### Dataset excerpts
┌────────

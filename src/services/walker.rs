// src/services/walker.rs

//! Paginated listing traversal with early exit on the date cutoff.
//!
//! Listings are reverse-chronological, so the first entry older than the
//! run window ends the whole walk. A fresh walk always starts at page 1;
//! there is no mid-run resume.

use std::sync::Arc;
use std::time::Duration;

use crate::browser::{Browser, Element};
use crate::error::Result;
use crate::models::{Candidate, CrawlerConfig, SourceKind};
use crate::utils::date::{CutoffWindow, parse_listing_date};
use crate::utils::text::normalize_whitespace;
use crate::utils::url::resolve;

use super::retry::{RetryPolicy, with_retry};

/// What one walk produced.
#[derive(Debug, Clone)]
pub struct WalkOutcome {
    /// Candidates in listing order (newest first).
    pub candidates: Vec<Candidate>,
    /// A page failed to render after retries; candidates gathered before
    /// the failure are still valid.
    pub partial: bool,
    pub pages_visited: usize,
}

/// Walks one source's paginated listing.
pub struct ListingWalker {
    browser: Arc<dyn Browser>,
    source: SourceKind,
    policy: RetryPolicy,
    max_pages: usize,
    wait_timeout: Duration,
}

impl ListingWalker {
    pub fn new(browser: Arc<dyn Browser>, source: SourceKind, config: &CrawlerConfig) -> Self {
        Self {
            browser,
            source,
            policy: RetryPolicy::from_config(config),
            max_pages: config.max_pages,
            wait_timeout: Duration::from_secs(config.webdriver_timeout_secs),
        }
    }

    /// Collect every candidate published inside `window`, stopping at the
    /// first entry older than it.
    pub async fn walk(&self, window: CutoffWindow) -> Result<WalkOutcome> {
        let listing = &self.source.spec().listing;
        let mut candidates = Vec::new();
        let mut pages_visited = 0;

        for page in 1..=self.max_pages {
            let page_url = listing.page_url(page);

            match self.load_page(&page_url).await {
                Ok(()) => {}
                Err(error) if error.transient_kind().is_some() => {
                    log::warn!(
                        "{}: page {page} failed to render, ending walk early: {error}",
                        self.source
                    );
                    return Ok(WalkOutcome {
                        candidates,
                        partial: true,
                        pages_visited,
                    });
                }
                Err(error) => return Err(error),
            }
            pages_visited += 1;

            let rows = self.browser.query(listing.row_selector).await?;
            if rows.is_empty() {
                log::debug!("{}: page {page} has no rows, walk complete", self.source);
                break;
            }

            for row in &rows {
                match self.parse_row(row, &page_url, window)? {
                    RowOutcome::InWindow(candidate) => candidates.push(candidate),
                    RowOutcome::Newer | RowOutcome::Undated => {}
                    RowOutcome::Past => {
                        log::info!(
                            "{}: reached entries older than {}, stopping at page {page}",
                            self.source,
                            window.start
                        );
                        return Ok(WalkOutcome {
                            candidates,
                            partial: false,
                            pages_visited,
                        });
                    }
                }
            }
        }

        Ok(WalkOutcome {
            candidates,
            partial: false,
            pages_visited,
        })
    }

    /// Navigate and wait for the listing container, not the rows: the
    /// container distinguishes a rendered page with zero rows (end of the
    /// listing) from a page that never came up (a partial walk).
    async fn load_page(&self, url: &str) -> Result<()> {
        let listing = &self.source.spec().listing;
        with_retry(self.policy, &format!("listing page {url}"), || async move {
            self.browser.navigate(url).await?;
            self.browser
                .wait_for(listing.container_selector, self.wait_timeout)
                .await
        })
        .await
    }

    fn parse_row(&self, row: &Element, page_url: &str, window: CutoffWindow) -> Result<RowOutcome> {
        let listing = &self.source.spec().listing;

        let links = row.select(listing.link_selector)?;
        let Some(link) = links.first() else {
            // Ads and section headers match the row selector on some pages
            return Ok(RowOutcome::Undated);
        };
        let Some(href) = link.attr(listing.link_attr) else {
            return Ok(RowOutcome::Undated);
        };
        let title = normalize_whitespace(&link.text);

        let mut raw_date = String::new();
        let mut published = None;
        for date_selector in listing.date_selectors {
            let found = row.select(date_selector)?;
            if let Some(el) = found.first() {
                let text = normalize_whitespace(&el.text);
                if let Some(date) = parse_listing_date(&text) {
                    raw_date = text;
                    published = Some(date);
                    break;
                }
            }
        }
        let Some(published) = published else {
            log::debug!("{}: undated row skipped ({title})", self.source);
            return Ok(RowOutcome::Undated);
        };

        if window.is_past(published) {
            return Ok(RowOutcome::Past);
        }
        if !window.contains(published) {
            return Ok(RowOutcome::Newer);
        }

        Ok(RowOutcome::InWindow(Candidate {
            url: resolve(page_url, href),
            title,
            published,
            raw_date,
        }))
    }
}

enum RowOutcome {
    InWindow(Candidate),
    /// Published after the window; common when the run window is
    /// yesterday and the site already posted today.
    Newer,
    /// Older than the window; ends the walk.
    Past,
    /// No parseable date or no link; skipped.
    Undated,
}

#[cfg(test)]
mod tests {
    use super::*;
    use crate::browser::testing::FakeBrowser;
    use chrono::NaiveDate;

    const PAGE_1: &str = "https://www.taxsutra.com/dt/rulings";
    const PAGE_2: &str = "https://www.taxsutra.com/dt/rulings?page=1";

    fn row(id: u32, title: &str, date: &str) -> String {
        format!(
            "<div class='views-row'><h3><a href='/dt/rulings/{id}'>{title}</a></h3>\
             <span class='podcastTimeDate'>{date}</span></div>"
        )
    }

    fn listing(rows: &[String]) -> String {
        format!(
            "<div class='view-content row'>{}</div>",
            rows.join("")
        )
    }

    fn walker(browser: Arc<FakeBrowser>) -> ListingWalker {
        let config = CrawlerConfig {
            retry_base_delay_ms: 1,
            ..CrawlerConfig::default()
        };
        ListingWalker::new(browser, SourceKind::Rulings, &config)
    }

    fn day(d: u32) -> NaiveDate {
        NaiveDate::from_ymd_opt(2025, 6, d).unwrap()
    }

    #[tokio::test]
    async fn stops_at_first_entry_older_than_window() {
        let browser = Arc::new(FakeBrowser::new());
        browser.set_page(
            PAGE_1,
            &listing(&[
                row(1, "First", "Jun 11, 2025"),
                row(2, "Second", "Jun 11, 2025"),
                row(3, "Stale", "Jun 10, 2025"),
            ]),
        );

        let window = CutoffWindow {
            start: day(11),
            end: day(11),
        };
        let outcome = walker(Arc::clone(&browser)).walk(window).await.unwrap();

        assert_eq!(outcome.candidates.len(), 2);
        assert_eq!(outcome.candidates[0].title, "First");
        assert_eq!(
            outcome.candidates[0].url,
            "https://www.taxsutra.com/dt/rulings/1"
        );
        assert_eq!(outcome.pages_visited, 1);
        assert!(!outcome.partial);
        // Cutoff on page 1 means page 2 is never requested
        assert!(!browser.navigations().iter().any(|u| u == PAGE_2));
    }

    #[tokio::test]
    async fn entries_newer_than_window_are_skipped() {
        let browser = Arc::new(FakeBrowser::new());
        browser.set_page(
            PAGE_1,
            &listing(&[
                row(1, "Today", "Jun 11, 2025"),
                row(2, "Yesterday", "Jun 10, 2025"),
                row(3, "Older", "Jun 09, 2025"),
            ]),
        );

        let window = CutoffWindow {
            start: day(10),
            end: day(10),
        };
        let outcome = walker(browser).walk(window).await.unwrap();

        assert_eq!(outcome.candidates.len(), 1);
        assert_eq!(outcome.candidates[0].title, "Yesterday");
    }

    #[tokio::test]
    async fn failed_page_ends_walk_as_partial() {
        let browser = Arc::new(FakeBrowser::new());
        browser.set_page(PAGE_1, &listing(&[row(1, "Kept", "Jun 10, 2025")]));
        browser.fail_navigation(PAGE_2, 10);

        let window = CutoffWindow {
            start: day(10),
            end: day(10),
        };
        let outcome = walker(browser).walk(window).await.unwrap();

        assert!(outcome.partial);
        assert_eq!(outcome.candidates.len(), 1);
        assert_eq!(outcome.pages_visited, 1);
    }

    #[tokio::test]
    async fn undated_rows_are_skipped_not_fatal() {
        let browser = Arc::new(FakeBrowser::new());
        browser.set_page(
            PAGE_1,
            &listing(&[
                "<div class='views-row'>sponsored placement</div>".to_string(),
                row(1, "Real", "Jun 10, 2025"),
                row(2, "Older", "Jun 09, 2025"),
            ]),
        );

        let window = CutoffWindow {
            start: day(10),
            end: day(10),
        };
        let outcome = walker(browser).walk(window).await.unwrap();

        assert_eq!(outcome.candidates.len(), 1);
        assert_eq!(outcome.candidates[0].title, "Real");
    }

    #[tokio::test]
    async fn page_that_never_renders_is_partial() {
        let browser = Arc::new(FakeBrowser::new());
        browser.set_page(PAGE_1, &listing(&[row(1, "Kept", "Jun 10, 2025")]));
        // Page 2 loads but the listing view never appears
        browser.set_page(PAGE_2, "<html><body><p>504 Gateway Time-out</p></body></html>");

        let window = CutoffWindow {
            start: day(10),
            end: day(10),
        };
        let outcome = walker(browser).walk(window).await.unwrap();

        assert!(outcome.partial);
        assert_eq!(outcome.candidates.len(), 1);
        assert_eq!(outcome.pages_visited, 1);
    }

    #[tokio::test]
    async fn empty_page_ends_walk() {
        let browser = Arc::new(FakeBrowser::new());
        browser.set_page(PAGE_1, &listing(&[row(1, "Only", "Jun 10, 2025")]));
        browser.set_page(PAGE_2, "<div class='view-content row'></div>");

        let window = CutoffWindow {
            start: day(10),
            end: day(10),
        };
        let outcome = walker(browser).walk(window).await.unwrap();

        assert_eq!(outcome.candidates.len(), 1);
        assert!(!outcome.partial);
        assert_eq!(outcome.pages_visited, 2);
    }
}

└────────

### What this task involves
What lines above contain the string "InWindow"? Copy all of them.

### Written solution
                    RowOutcome::InWindow(candidate) => candidates.push(candidate),
        Ok(RowOutcome::InWindow(Candidate {
    InWindow(Candidate),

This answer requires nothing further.